## Task item
Each entry has to be set down again with no alteration.

Saved data entries:
^^^^^^^^^^^^^^^^

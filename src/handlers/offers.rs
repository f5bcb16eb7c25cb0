use std::sync::Arc;

use axum::extract::{Path, State};
use axum::http::HeaderMap;
use axum::Json;

use super::current_user;
use crate::errors::AppError;
use crate::models::{AvailableService, Offer, SeatMap};
use crate::state::AppState;

// GET /api/offers/:offer_id
//
// Live re-fetch so the client can re-validate price and expiry right before
// committing to an order.
pub async fn get_offer(
    State(state): State<Arc<AppState>>,
    headers: HeaderMap,
    Path(offer_id): Path<String>,
) -> Result<Json<Offer>, AppError> {
    current_user(&headers)?;

    match state.distribution.get_offer(&offer_id).await {
        Ok(offer) => Ok(Json(offer)),
        Err(e) if e.is_not_found() => Err(AppError::NotFound(format!("offer {offer_id}"))),
        Err(e) => Err(e.into()),
    }
}

// GET /api/offers/:offer_id/seat_maps
pub async fn get_seat_maps(
    State(state): State<Arc<AppState>>,
    headers: HeaderMap,
    Path(offer_id): Path<String>,
) -> Result<Json<Vec<SeatMap>>, AppError> {
    current_user(&headers)?;

    match state.distribution.get_seat_maps(&offer_id).await {
        Ok(seat_maps) => Ok(Json(seat_maps)),
        Err(e) if e.is_not_found() => Err(AppError::NotFound(format!("offer {offer_id}"))),
        Err(e) => Err(e.into()),
    }
}

// GET /api/offers/:offer_id/services
pub async fn get_available_services(
    State(state): State<Arc<AppState>>,
    headers: HeaderMap,
    Path(offer_id): Path<String>,
) -> Result<Json<Vec<AvailableService>>, AppError> {
    current_user(&headers)?;

    match state.distribution.list_available_services(&offer_id).await {
        Ok(services) => Ok(Json(services)),
        Err(e) if e.is_not_found() => Err(AppError::NotFound(format!("offer {offer_id}"))),
        Err(e) => Err(e.into()),
    }
}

^^^^^^^^^^^^^^^^

## Solution
filename src/handlers/offers.rs
repository f5bcb16eb7c25cb0
use std::sync::Arc;

use axum::extract::{Path, State};
use axum::http::HeaderMap;
use axum::Json;

use super::current_user;
use crate::errors::AppError;
use crate::models::{AvailableService, Offer, SeatMap};
use crate::state::AppState;

// GET /api/offers/:offer_id
//
// Live re-fetch so the client can re-validate price and expiry right before
// committing to an order.
pub async fn get_offer(
    State(state): State<Arc<AppState>>,
    headers: HeaderMap,
    Path(offer_id): Path<String>,
) -> Result<Json<Offer>, AppError> {
    current_user(&headers)?;

    match state.distribution.get_offer(&offer_id).await {
        Ok(offer) => Ok(Json(offer)),
        Err(e) if e.is_not_found() => Err(AppError::NotFound(format!("offer {offer_id}"))),
        Err(e) => Err(e.into()),
    }
}

// GET /api/offers/:offer_id/seat_maps
pub async fn get_seat_maps(
    State(state): State<Arc<AppState>>,
    headers: HeaderMap,
    Path(offer_id): Path<String>,
) -> Result<Json<Vec<SeatMap>>, AppError> {
    current_user(&headers)?;

    match state.distribution.get_seat_maps(&offer_id).await {
        Ok(seat_maps) => Ok(Json(seat_maps)),
        Err(e) if e.is_not_found() => Err(AppError::NotFound(format!("offer {offer_id}"))),
        Err(e) => Err(e.into()),
    }
}

// GET /api/offers/:offer_id/services
pub async fn get_available_services(
    State(state): State<Arc<AppState>>,
    headers: HeaderMap,
    Path(offer_id): Path<String>,
) -> Result<Json<Vec<AvailableService>>, AppError> {
    current_user(&headers)?;

    match state.distribution.list_available_services(&offer_id).await {
        Ok(services) => Ok(Json(services)),
        Err(e) if e.is_not_found() => Err(AppError::NotFound(format!("offer {offer_id}"))),
        Err(e) => Err(e.into()),
    }
}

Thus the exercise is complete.